Keeping track of all the things that are happening on your machine can be a daunting task, whether it’s expected events or unexpected warnings and errors that you want to inform the user of. Luckily, Beckhoff provides us with a tool that can help with that: namely, the EventLogger. In this article, I will introduce the PLC part of the EventLogger and show some useful features (code: PlcPart). A second article will show how to visualize the events using TwinCAT’s web-based HMI (TE2000) (code: HmiPart).
Thanks to Jakob Sagatowski for his valuable feedback while writing this article.
You can create events on the PLC in EventClasses, as shown in the image below. The events themselves can be of two different types. First, there is the stateless message type which can only be sent. Second, there is the alarm which also has a state. The states of the alarms work as follows. There are two mutually exclusive states: raised and cleared, and an optional third state: confirmed, which is independent of the first two. The raised and cleared states are used to indicate if an alarm condition is fulfilled (e.g., a temperature is above a certain limit). The optional confirmation state can be used to indicate that the user has seen the alarm and is aware of it. Finally, all raised alarms are automatically cleared when the PLC is restarted, but they are not automatically confirmed.

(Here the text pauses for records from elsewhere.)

impl GraphComposer {
    pub fn new(layout: LayoutEngine, style: CaptionStyle, audio: AudioPolicy) -> Self {
        Self {
            layout,
            style,
            audio,
        }
    }

    /// Composer configured from the `[layout]`, `[audio]` and `[engine]` sections.
    pub fn from_settings(settings: &Settings) -> Self {
        let non_empty = |s: &str| (!s.trim().is_empty()).then(|| s.to_string());
        let style = CaptionStyle {
            font_file: non_empty(&settings.layout.font_file),
            cjk_font_file: non_empty(&settings.layout.cjk_font_file),
            font_color: settings.layout.font_color.clone(),
            border_color: settings.layout.border_color.clone(),
            margin: settings.layout.caption_margin,
        };
        let audio = AudioPolicy {
            dialogue_gain_db: settings.audio.dialogue_gain_db,
            music_gain_db: settings.audio.music_gain_db,
            fade_in_secs: settings.audio.fade_in_secs,
            fade_out_secs: settings.audio.fade_out_secs,
            keep_original_audio: settings.audio.keep_original_audio,
            bound_to_video: settings.engine.bound_to_video,
        };
        Self::new(
            LayoutEngine::new(LayoutParams::from(&settings.layout)),
            style,
            audio,
        )
    }

    /// Compose the graph and output mapping for one variant.
    pub fn compose(
        &self,
        variant: Variant,
        inputs: &RenderInputs<'_>,
    ) -> Result<ComposedGraph, GraphBuildError> {
        let mut paths = vec![inputs.video.path.clone()];
        let mut attach = |asset: Option<&MediaAsset>| {
            asset.map(|a| {
                paths.push(a.path.clone());
                paths.len() - 1
            })
        };
        let dialogue_idx = attach(inputs.dialogue);
        let music_idx = attach(inputs.music);
        let overlay_idx = match variant {
            Variant::WithOverlay => attach(inputs.overlay_image),
            Variant::WithoutOverlay => None,
        };

        let mut builder = GraphBuilder::new(paths.len());
        let mut sinks = Vec::new();

        let (video_sink, layouts) = match variant {
            Variant::WithOverlay => self.video_chain(&mut builder, inputs, overlay_idx)?,
            Variant::WithoutOverlay => (None, Vec::new()),
        };

        let audio_plan = self.plan_audio(inputs, dialogue_idx, music_idx);
        let audio_sink = self.audio_chain(&mut builder, &audio_plan);

        let video = match video_sink {
            Some(label) => {
                sinks.push(label.clone());
                StreamMap::Filtered(label.name())
            }
            None => StreamMap::Copy("0:v".to_string()),
        };
        let audio = match audio_sink {
            Some(label) => {
                sinks.push(label.clone());
                StreamMap::Filtered(label.name())
            }
            None => StreamMap::Copy("0:a?".to_string()),
        };

        let graph = if builder.is_empty() {
            None
        } else {
            Some(builder.build(&sinks)?)
        };

        let expected_duration = audio_plan
            .expected_duration()
            .or(inputs.video.duration_secs);

        Ok(ComposedGraph {
            variant,
            inputs: paths,
            graph,
            mapping: OutputMapping { video, audio },
            layouts,
            audio_plan,
            expected_duration,
        })
    }

    /// Decide which tracks make up the audio mix.
    ///
    /// Dialogue replaces the video's own audio; without dialogue the
    /// original audio is kept under the music when configured to.
    pub fn plan_audio(
        &self,
        inputs: &RenderInputs<'_>,
        dialogue_idx: Option<usize>,
        music_idx: Option<usize>,
    ) -> AudioMixPlan {
        let video_duration = inputs.video.duration_secs;
        let mut plan = AudioMixPlan::new(inputs.mix_policy);

        let dialogue = inputs.dialogue.zip(dialogue_idx);
        let music = inputs.music.zip(music_idx);

        if let Some((asset, idx)) = dialogue {
            let duration = asset.duration_secs.or(video_duration).unwrap_or(0.0);
            plan = plan.with_track(
                AudioTrack::new(AudioSource::Dialogue, idx, duration)
                    .with_volume_db(self.audio.dialogue_gain_db),
            );
        } else if music.is_some() && self.audio.keep_original_audio && inputs.video.has_audio() {
            plan = plan.with_track(
                AudioTrack::new(AudioSource::Original, 0, video_duration.unwrap_or(0.0))
                    .with_volume_db(self.audio.dialogue_gain_db),
            );
        }

        if let Some((asset, idx)) = music {
            let duration = asset.duration_secs.or(video_duration).unwrap_or(0.0);
            // Fade timing needs a known length
            let fade_out = if duration > 0.0 {
                self.audio.fade_out_secs
            } else {
                0.0
            };
            plan = plan.with_track(
                AudioTrack::new(AudioSource::Music, idx, duration)
                    .with_volume_db(self.audio.music_gain_db)
                    .with_fades(self.audio.fade_in_secs, fade_out),
            );
        }

        if let (true, Some(limit)) = (self.audio.bound_to_video, video_duration) {
            plan.tracks = plan
                .tracks
                .into_iter()
                .map(|track| track.trimmed_to(limit))
                .collect();
        }

        plan
    }

    fn audio_chain(&self, builder: &mut GraphBuilder, plan: &AudioMixPlan) -> Option<StreamLabel> {
        let outputs: Vec<StreamLabel> = plan
            .tracks
            .iter()
            .map(|track| {
                let mut current = StreamLabel::input(track.input_index, StreamKind::Audio);
                if let Some(end_secs) = track.trim_to_secs {
                    current = builder.chain(current, FilterOp::ATrim { end_secs });
                }
                current = builder.chain(
                    current,
                    FilterOp::Volume {
                        db: track.volume_db,
                    },
                );
                if let Some(duration_secs) = track.fade_in_secs {
                    current = builder.chain(
                        current,
                        FilterOp::AFade {
                            kind: FadeKind::In,
                            start_secs: 0.0,
                            duration_secs,
                        },
                    );
                }
                if let (Some(duration_secs), Some(start_secs)) =
                    (track.fade_out_secs, track.fade_out_start())
                {
                    current = builder.chain(
                        current,
                        FilterOp::AFade {
                            kind: FadeKind::Out,
                            start_secs,
                            duration_secs,
                        },
                    );
                }
                current
            })
            .collect();

        match outputs.len() {
            0 => None,
            1 => outputs.into_iter().next(),
            n => Some(builder.push(
                outputs,
                FilterOp::AMix {
                    inputs: n,
                    duration: plan.duration_policy,
                },
            )),
        }
    }

    fn video_chain(
        &self,
        builder: &mut GraphBuilder,
        inputs: &RenderInputs<'_>,
        overlay_idx: Option<usize>,
    ) -> Result<(Option<StreamLabel>, Vec<(CaptionRole, LayoutResult)>), GraphBuildError> {
        let base = StreamLabel::input(0, StreamKind::Video);
        let mut current = base.clone();

        if let Some(idx) = overlay_idx {
            current = self.overlay(builder, current, idx, inputs)?;
        }

        let mut captions: Vec<&CaptionSpec> = inputs.captions.iter().collect();
        captions.sort_by_key(|c| c.role);

        let mut layouts = Vec::new();
        if captions.iter().any(|c| !c.is_blank()) {
            let (width, height) = inputs
                .video
                .dimensions()
                .ok_or(GraphBuildError::MissingFrameSize)?;

            for caption in captions {
                let layout = self.layout.layout_caption(caption, width, height);
                // Nothing to draw: no stage at all for this caption
                if layout.is_empty() {
                    continue;
                }
                current = self.draw_caption(builder, current, caption, &layout);
                layouts.push((caption.role, layout));
            }
        }

        let sink = (current != base).then_some(current);
        Ok((sink, layouts))
    }

    fn overlay(
        &self,
        builder: &mut GraphBuilder,
        base: StreamLabel,
        idx: usize,
        inputs: &RenderInputs<'_>,
    ) -> Result<StreamLabel, GraphBuildError> {
        let image = StreamLabel::input(idx, StreamKind::Video);
        let (image, x, y) = match inputs.overlay_placement {
            OverlayPlacement::Corner { corner, margin } => {
                let (x, y) = corner_position(corner, margin);
                (image, x, y)
            }
            OverlayPlacement::FullFrame => {
                let (width, height) = frame_size(inputs.video)?;
                let scaled = builder.chain(image, FilterOp::Scale { width, height });
                (scaled, "0".to_string(), "0".to_string())
            }
            OverlayPlacement::BottomBar => {
                let (width, _) = frame_size(inputs.video)?;
                let scaled = builder.chain(image, FilterOp::Scale { width, height: -1 });
                (scaled, "(W-w)/2".to_string(), "H-h".to_string())
            }
        };
        Ok(builder.push(vec![base, image], FilterOp::Overlay { x, y }))
    }

    /// One draw stage per wrapped line, threaded through `current`.
    fn draw_caption(
        &self,
        builder: &mut GraphBuilder,
        mut current: StreamLabel,
        caption: &CaptionSpec,
        layout: &LayoutResult,
    ) -> StreamLabel {
        let font_file = if caption.effective_language().is_cjk() {
            self.style
                .cjk_font_file
                .clone()
                .or_else(|| self.style.font_file.clone())
        } else {
            self.style.font_file.clone()
        };

        let count = layout.lines.len() as u32;
        let margin = self.style.margin;
        for (i, line) in layout.lines.iter().enumerate() {
            let i = i as u32;
            let from_bottom = |m: u32| format!("h-{}", m + (count - i) * layout.line_height_px);
            let (x, y) = match caption.role {
                CaptionRole::Top => (
                    "(w-text_w)/2".to_string(),
                    (margin + i * layout.line_height_px).to_string(),
                ),
                CaptionRole::Bottom => ("(w-text_w)/2".to_string(), from_bottom(margin)),
                CaptionRole::Branding => {
                    let m = margin / 2;
                    (format!("w-text_w-{}", m), from_bottom(m))
                }
            };
            current = builder.chain(
                current,
                FilterOp::DrawText(DrawText {
                    text: line.clone(),
                    font_file: font_file.clone(),
                    font_size: layout.font_size_px,
                    font_color: self.style.font_color.clone(),
                    border_width: layout.stroke_width_px,
                    border_color: self.style.border_color.clone(),
                    x,
                    y,
                }),
            );
        }
        current
    }
}
//! Job status storage.

use std::collections::HashMap;
use std::time::{Duration, Instant};

use parking_lot::Mutex;

use super::types::{JobPhase, JobStatusRecord};

/// Keyed storage for job status records.
///
/// Each job reads and writes only its own key. Implementations expire
/// records that have not been updated within their time-to-live.
pub trait JobStore: Send + Sync {
    fn get(&self, job_id: &str) -> Option<JobStatusRecord>;

    fn set(&self, record: JobStatusRecord);

    /// Remove a record, returning whether it existed.
    fn delete(&self, job_id: &str) -> bool;

    /// Drop expired records, returning how many were removed.
    fn purge_expired(&self) -> usize;

    /// Record a phase transition, creating the record if needed.
    fn transition(&self, job_id: &str, phase: JobPhase) {
        let record = self
            .get(job_id)
            .unwrap_or_else(|| JobStatusRecord::queued(job_id));
        self.set(record.advance(phase));
    }
}

/// [`JobStore`] kept in process memory.
pub struct InMemoryJobStore {
    ttl: Duration,
    entries: Mutex<HashMap<String, (Instant, JobStatusRecord)>>,
}

impl InMemoryJobStore {
    pub fn new(ttl: Duration) -> Self {
        Self {
            ttl,
            entries: Mutex::new(HashMap::new()),
        }
    }

    /// Number of records held, expired or not.
    pub fn len(&self) -> usize {
        self.entries.lock().len()
    }

    pub fn is_empty(&self) -> bool {
        self.entries.lock().is_empty()
    }

    fn expired(&self, touched: Instant) -> bool {
        touched.elapsed() >= self.ttl
    }
}

impl Default for InMemoryJobStore {
    fn default() -> Self {
        Self::new(Duration::from_secs(3600))
    }
}

impl JobStore for InMemoryJobStore {
    fn get(&self, job_id: &str) -> Option<JobStatusRecord> {
        let mut entries = self.entries.lock();
        let (touched, record) = entries.get(job_id)?;
        if !self.expired(*touched) {
            return Some(record.clone());
        }
        entries.remove(job_id);
        None
    }

    fn set(&self, record: JobStatusRecord) {
        self.entries
            .lock()
            .insert(record.job_id.clone(), (Instant::now(), record));
    }

    fn delete(&self, job_id: &str) -> bool {
        self.entries.lock().remove(job_id).is_some()
    }

    fn purge_expired(&self) -> usize {
        let mut entries = self.entries.lock();
        let before = entries.len();
        entries.retain(|_, (touched, _)| !self.expired(*touched));
        let removed = before - entries.len();
        if removed > 0 {
            tracing::debug!("Purged {} expired job records", removed);
        }
        removed
    }
}

#[cfg(test)]
mod tests {
    use super::*;
    use crate::models::{Downloads, JobResponse, RenderStats};

    #[test]
    fn set_get_delete() {
        let store = InMemoryJobStore::default();
        store.set(JobStatusRecord::queued("job-1"));

        assert_eq!(store.get("job-1").unwrap().phase, JobPhase::Queued);
        assert!(store.get("job-2").is_none());
        assert!(store.delete("job-1"));
        assert!(!store.delete("job-1"));
        assert!(store.is_empty());
    }

    #[test]
    fn transition_creates_and_advances() {
        let store = InMemoryJobStore::default();
        store.transition("job-1", JobPhase::Downloading);
        store.transition("job-1", JobPhase::Probing);
        assert_eq!(store.get("job-1").unwrap().phase, JobPhase::Probing);
    }

    #[test]
    fn final_response_is_kept() {
        let store = InMemoryJobStore::default();
        let response = JobResponse::success("job-1", Downloads::default(), RenderStats::default());
        store.set(JobStatusRecord::finished(response.clone()));

        let record = store.get("job-1").unwrap();
        assert_eq!(record.phase, JobPhase::Complete);
        assert_eq!(record.response, Some(response));
    }

    #[test]
    fn zero_ttl_expires_immediately() {
        let store = InMemoryJobStore::new(Duration::ZERO);
        store.set(JobStatusRecord::queued("job-1"));
        store.set(JobStatusRecord::queued("job-2"));
        assert_eq!(store.len(), 2);

        assert!(store.get("job-1").is_none());
        assert_eq!(store.purge_expired(), 1);
        assert!(store.is_empty());
    }

    #[test]
    fn live_records_survive_purge() {
        let store = InMemoryJobStore::new(Duration::from_secs(3600));
        store.set(JobStatusRecord::queued("job-1"));
        assert_eq!(store.purge_expired(), 0);
        assert!(store.get("job-1").is_some());
    }
}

A limited number of past events are cached in a local database file on the hard drive in C:\TwinCAT\3.1\Boot\LoggedEvents.db. The maximum number of logged events is set to 1000 by default and can be changed under Tools > Options > TwinCAT XAE Environment > EventLogger, as shown below. This database is not cleared when you restart the PLC, so you can view past events. For more details on the EventLogger, there is an extensive manual available, and InfoSys has a few tutorials and examples.
Now we know a little about the theory behind events, let’s look at an example. You can download the example project from the PlcPart folder. I’ve created a standard TwinCAT XAE project with a standard PLC project. I then added the Tc3_EventLogger library under References as shown in the image below. This library contains all the function blocks we need for the events.

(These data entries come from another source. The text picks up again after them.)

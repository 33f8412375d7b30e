//! Core types for the render pipeline.

use std::collections::BTreeMap;
use std::path::PathBuf;
use std::sync::Arc;
use std::time::Duration;

use serde::{Deserialize, Serialize};

use crate::config::Settings;
use crate::download::{Downloaded, Fetcher};
use crate::engine::{EngineCommand, MediaEngine};
use crate::jobs::JobPhase;
use crate::logging::JobLogger;
use crate::models::{
    AssetSlot, MediaAsset, MixDurationPolicy, OverlayPlacement, ValidatedRequest, Variant,
};
use crate::probe::MediaProbe;

use super::pipeline::CancelHandle;

/// Progress callback type for reporting pipeline progress.
///
/// Arguments: (phase, percent_complete, message)
pub type ProgressCallback = Box<dyn Fn(JobPhase, u32, &str) + Send + Sync>;

/// External collaborators a job talks to.
#[derive(Clone)]
pub struct Services {
    pub fetcher: Arc<dyn Fetcher>,
    pub probe: Arc<dyn MediaProbe>,
    pub engine: Arc<dyn MediaEngine>,
}

impl Services {
    pub fn new(
        fetcher: Arc<dyn Fetcher>,
        probe: Arc<dyn MediaProbe>,
        engine: Arc<dyn MediaEngine>,
    ) -> Self {
        Self {
            fetcher,
            probe,
            engine,
        }
    }
}

/// Read-only context passed to pipeline steps.
///
/// Contains job configuration and shared resources that steps can read
/// but not modify. Mutable state goes in `JobState`.
pub struct Context {
    /// Validated request.
    pub request: ValidatedRequest,
    /// Application settings.
    pub settings: Settings,
    pub job_id: String,
    /// Private working directory; removed when the job ends.
    pub work_dir: PathBuf,
    /// Where verified outputs of this job are published.
    pub output_dir: PathBuf,
    /// Per-job logger.
    pub logger: Arc<JobLogger>,
    pub services: Services,
    /// Shared with the pipeline and every engine run.
    pub cancel: CancelHandle,
    /// Optional progress callback.
    progress_callback: Option<ProgressCallback>,
}

impl Context {
    /// Create a new context for a job.
    #[allow(clippy::too_many_arguments)]
    pub fn new(
        request: ValidatedRequest,
        settings: Settings,
        job_id: impl Into<String>,
        work_dir: PathBuf,
        output_dir: PathBuf,
        logger: Arc<JobLogger>,
        services: Services,
        cancel: CancelHandle,
    ) -> Self {
        Self {
            request,
            settings,
            job_id: job_id.into(),
            work_dir,
            output_dir,
            logger,
            services,
            cancel,
            progress_callback: None,
        }
    }

    /// Set the progress callback.
    pub fn with_progress_callback(mut self, callback: ProgressCallback) -> Self {
        self.progress_callback = Some(callback);
        self
    }

    /// Report progress to callback (if set).
    pub fn report_progress(&self, phase: JobPhase, percent: u32, message: &str) {
        if let Some(ref callback) = self.progress_callback {
            callback(phase, percent, message);
        }
    }

    /// Mix policy from the request, else the configured default.
    pub fn mix_policy(&self) -> MixDurationPolicy {
        self.request
            .mix_policy
            .unwrap_or(self.settings.audio.mix_duration_policy)
    }

    /// Overlay placement from the request, else the configured default.
    pub fn overlay_placement(&self) -> OverlayPlacement {
        self.request
            .overlay_placement
            .unwrap_or(self.settings.overlay.placement)
    }

    /// Variants to render, in output order.
    pub fn variants(&self) -> Vec<Variant> {
        let mut variants = self
            .request
            .variants
            .clone()
            .unwrap_or_else(|| self.settings.jobs.default_variants.clone());
        variants.sort();
        variants.dedup();
        variants
    }

    /// Per-invocation engine timeout; `None` when disabled.
    pub fn engine_timeout(&self) -> Option<Duration> {
        let secs = self.settings.engine.timeout_secs;
        (secs > 0).then(|| Duration::from_secs(secs))
    }
}

/// Mutable job state that accumulates results from pipeline steps.
///
/// Steps add their own section and never overwrite an earlier one.
#[derive(Debug, Clone, Default)]
pub struct JobState {
    /// Unique job identifier.
    pub job_id: String,
    /// When the job started.
    pub started_at: Option<String>,
    /// Fetched assets (from Downloading).
    pub downloads: Option<DownloadOutput>,
    /// Probed assets (from Probing).
    pub probe: Option<ProbeOutput>,
    /// Engine commands (from Building).
    pub build: Option<BuildOutput>,
    /// Rendered files in the work directory (from Rendering).
    pub render: Option<RenderOutput>,
    /// Published outputs (from Verifying).
    pub verify: Option<VerifyOutput>,
}

impl JobState {
    /// Create a new job state with the given ID.
    pub fn new(job_id: impl Into<String>) -> Self {
        Self {
            job_id: job_id.into(),
            started_at: Some(chrono::Local::now().to_rfc3339()),
            ..Default::default()
        }
    }
}

/// Output from the download step.
#[derive(Debug, Clone, Default)]
pub struct DownloadOutput {
    pub assets: Vec<Downloaded>,
}

/// Output from the probe step.
#[derive(Debug, Clone, Default)]
pub struct ProbeOutput {
    pub assets: BTreeMap<AssetSlot, MediaAsset>,
}

impl ProbeOutput {
    pub fn asset(&self, slot: AssetSlot) -> Option<&MediaAsset> {
        self.assets.get(&slot)
    }
}

/// Output from the build step.
#[derive(Debug, Clone, Default)]
pub struct BuildOutput {
    /// One command per variant, in render order.
    pub commands: Vec<EngineCommand>,
}

/// A file the engine wrote.
#[derive(Debug, Clone, PartialEq)]
pub struct RenderedFile {
    pub variant: Variant,
    pub path: PathBuf,
    pub expected_duration: Option<f64>,
}

/// Output from the render step.
#[derive(Debug, Clone, Default)]
pub struct RenderOutput {
    pub files: Vec<RenderedFile>,
}

/// A verified, published output.
#[derive(Debug, Clone, PartialEq, Serialize, Deserialize)]
#[serde(rename_all = "camelCase")]
pub struct VerifiedOutput {
    pub variant: Variant,
    pub path: PathBuf,
    pub duration_secs: f64,
    pub file_size_bytes: u64,
}

/// Output from the verify step.
#[derive(Debug, Clone, Default)]
pub struct VerifyOutput {
    pub outputs: Vec<VerifiedOutput>,
}

impl VerifyOutput {
    pub fn get(&self, variant: Variant) -> Option<&VerifiedOutput> {
        self.outputs.iter().find(|o| o.variant == variant)
    }

    /// The output reported in the response stats.
    pub fn primary(&self) -> Option<&VerifiedOutput> {
        self.get(Variant::WithOverlay).or_else(|| self.outputs.first())
    }
}

/// Outcome of a step execution.
#[derive(Debug, Clone, PartialEq, Eq)]
pub enum StepOutcome {
    /// Step completed successfully.
    Success,
    /// Step was skipped (with reason).
    Skipped(String),
}
//! Outbound job result payloads.

use std::path::PathBuf;

use serde::{Deserialize, Serialize};

/// Download locations of the rendered variants.
#[derive(Debug, Clone, Default, PartialEq, Serialize, Deserialize)]
#[serde(rename_all = "camelCase")]
pub struct Downloads {
    #[serde(skip_serializing_if = "Option::is_none")]
    pub with_overlay: Option<PathBuf>,
    #[serde(skip_serializing_if = "Option::is_none")]
    pub without_overlay: Option<PathBuf>,
}

/// Statistics of the primary rendered output.
#[derive(Debug, Clone, Default, PartialEq, Serialize, Deserialize)]
#[serde(rename_all = "camelCase")]
pub struct RenderStats {
    pub duration_seconds: f64,
    pub file_size_bytes: u64,
}

/// Response sent back for a job, success or failure.
#[derive(Debug, Clone, PartialEq, Serialize, Deserialize)]
#[serde(untagged)]
pub enum JobResponse {
    Success {
        success: bool,
        #[serde(rename = "jobId")]
        job_id: String,
        downloads: Downloads,
        stats: RenderStats,
    },
    Failure {
        success: bool,
        #[serde(rename = "jobId")]
        job_id: String,
        error: String,
        /// Name of the stage that failed.
        stage: String,
    },
}

impl JobResponse {
    /// Build a success response.
    pub fn success(job_id: impl Into<String>, downloads: Downloads, stats: RenderStats) -> Self {
        JobResponse::Success {
            success: true,
            job_id: job_id.into(),
            downloads,
            stats,
        }
    }

    /// Build a failure response.
    pub fn failure(
        job_id: impl Into<String>,
        stage: impl Into<String>,
        error: impl Into<String>,
    ) -> Self {
        JobResponse::Failure {
            success: false,
            job_id: job_id.into(),
            error: error.into(),
            stage: stage.into(),
        }
    }

    /// Whether the job succeeded.
    pub fn is_success(&self) -> bool {
        matches!(self, JobResponse::Success { .. })
    }

    /// The job id.
    pub fn job_id(&self) -> &str {
        match self {
            JobResponse::Success { job_id, .. } | JobResponse::Failure { job_id, .. } => job_id,
        }
    }
}

#[cfg(test)]
mod tests {
    use super::*;

    #[test]
    fn success_serializes_wire_shape() {
        let response = JobResponse::success(
            "job-1",
            Downloads {
                with_overlay: Some(PathBuf::from("/out/job-1/with_overlay.mp4")),
                without_overlay: None,
            },
            RenderStats {
                duration_seconds: 15.0,
                file_size_bytes: 1024,
            },
        );
        let json = serde_json::to_value(&response).unwrap();
        assert_eq!(json["success"], true);
        assert_eq!(json["jobId"], "job-1");
        assert_eq!(json["downloads"]["withOverlay"], "/out/job-1/with_overlay.mp4");
        assert!(json["downloads"].get("withoutOverlay").is_none());
        assert_eq!(json["stats"]["fileSizeBytes"], 1024);
    }

    #[test]
    fn failure_carries_stage() {
        let response = JobResponse::failure("job-2", "Rendering", "ffmpeg exited with code 1");
        assert!(!response.is_success());
        let json = serde_json::to_value(&response).unwrap();
        assert_eq!(json["success"], false);
        assert_eq!(json["stage"], "Rendering");
        assert_eq!(response.job_id(), "job-2");
    }
}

Before we start sending messages and raising events, we’ll create a new EventClass. In an EventClass, a number of related events can be organized. Of course, you can also use the standard TwinCAT events (e.g., TcSystemEventClass, as shown below), but those are probably not so relevant for the end user. You can add a new EventClass by going to SYSTEM > Type System and then select the tab Event Classes, as shown below. Then, right-click on the empty field to create a new EventClass.
A TMC editor window should open. I named the EventClass MyEvents and set the display text to My events. The name can’t contain spaces and will be used in the event declaration, as we will see in a minute. The display text is one of the things which can be shown to the user and can be a general description of the EventClass.

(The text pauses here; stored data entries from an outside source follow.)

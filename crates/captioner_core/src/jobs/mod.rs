//! Job status tracking.
//!
//! This module provides:
//! - `JobPhase`: lifecycle position of a render job
//! - `JobStatusRecord`: last known state of a job, with its final response
//! - `JobStore`: keyed status storage with expiry
//! - `InMemoryJobStore`: process-local store

mod store;
mod types;

pub use store::{InMemoryJobStore, JobStore};
pub use types::{JobPhase, JobStatusRecord};
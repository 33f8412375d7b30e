//! Data models for the render service.
//!
//! This module contains the core data structures used throughout the crate:
//! - Enums for media kinds, caption roles, mix policies and variants
//! - Media assets and caption specs
//! - Audio mix plans
//! - Inbound requests (with validation) and outbound responses

mod audio;
mod enums;
mod media;
mod request;
mod results;

// Re-export all public types
pub use audio::{AudioMixPlan, AudioSource, AudioTrack};
pub use enums::{
    CaptionRole, Language, MediaKind, MixDurationPolicy, OverlayCorner, OverlayPlacement, Variant,
};
pub use media::{CaptionSpec, MediaAsset};
pub use request::{
    AssetSlot, CaptionsRequest, JobRequest, RemoteAsset, ValidatedRequest, ValidationError,
    MAX_CAPTION_CHARS,
};
pub use results::{Downloads, JobResponse, RenderStats};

Then, I renamed the first default event to Start and added Process started under Display Text. Finally, I gave this event the severity of Info because it will be used for a message.
We can then start adding code to send this message. For that, we create a program SendMessage. In the program declaration, we make an instance of FB_TcMessage. This function block will contain all the information about our message event.
PROGRAM SendMessage
VAR
bIsInitalized : BOOL;
fbMessage : FB_TcMessage;
bSendMessage : BOOL;
END_VAR
Before we can use it, we have to initialize it as shown below. This is done by calling the CreateEx method. This method takes two arguments for a message event. The first argument, TC_Events.MyEvents.Start, is the event we created earlier in our custom event class. The second argument is where you can enter a source of the event. An example of a source could be if the message belongs to a certain component in your machine, then you can give it a specific name. I’ll show an example of this at the end of this post. For now, we set it at 0, which will give it a default source name. By default, the source name is the program+function block path to the event. So, for this event, the source name is SendMessage.
IF NOT bIsInitalized THEN
bIsInitalized := TRUE;
fbMessage.CreateEx(TC_Events.MyEvents.Start, 0);
END_IF
Finally, to send the message, we call the Send method. The send method takes one argument, which is the timestamp of the message. If you set it to 0, it takes the current time, and if it is larger than 0, it takes the time in 100 nanoseconds since January 1st, 1601 (UTC).
IF bSendMessage THEN
bSendMessage := FALSE;
fbMessage.Send(0);
END_IF
The complete code is then as follows:
PROGRAM SendMessage
VAR
bIsInitalized : BOOL;
fbMessage : FB_TcMessage;
bSendMessage : BOOL;
END_VAR
IF NOT bIsInitalized THEN
bIsInitalized := TRUE;
fbMessage.CreateEx(TC_Events.MyEvents.Start, 0);
END_IF
IF bSendMessage THEN
bSendMessage := FALSE;
fbMessage.Send(0);
END_IF
Now we can activate our configuration. In order to see our events, we need to activate the Logged Events window, which can be found under View > Other Windows > TwinCAT Logged Events. This logger shows up to 1000 (as set earlier) past events.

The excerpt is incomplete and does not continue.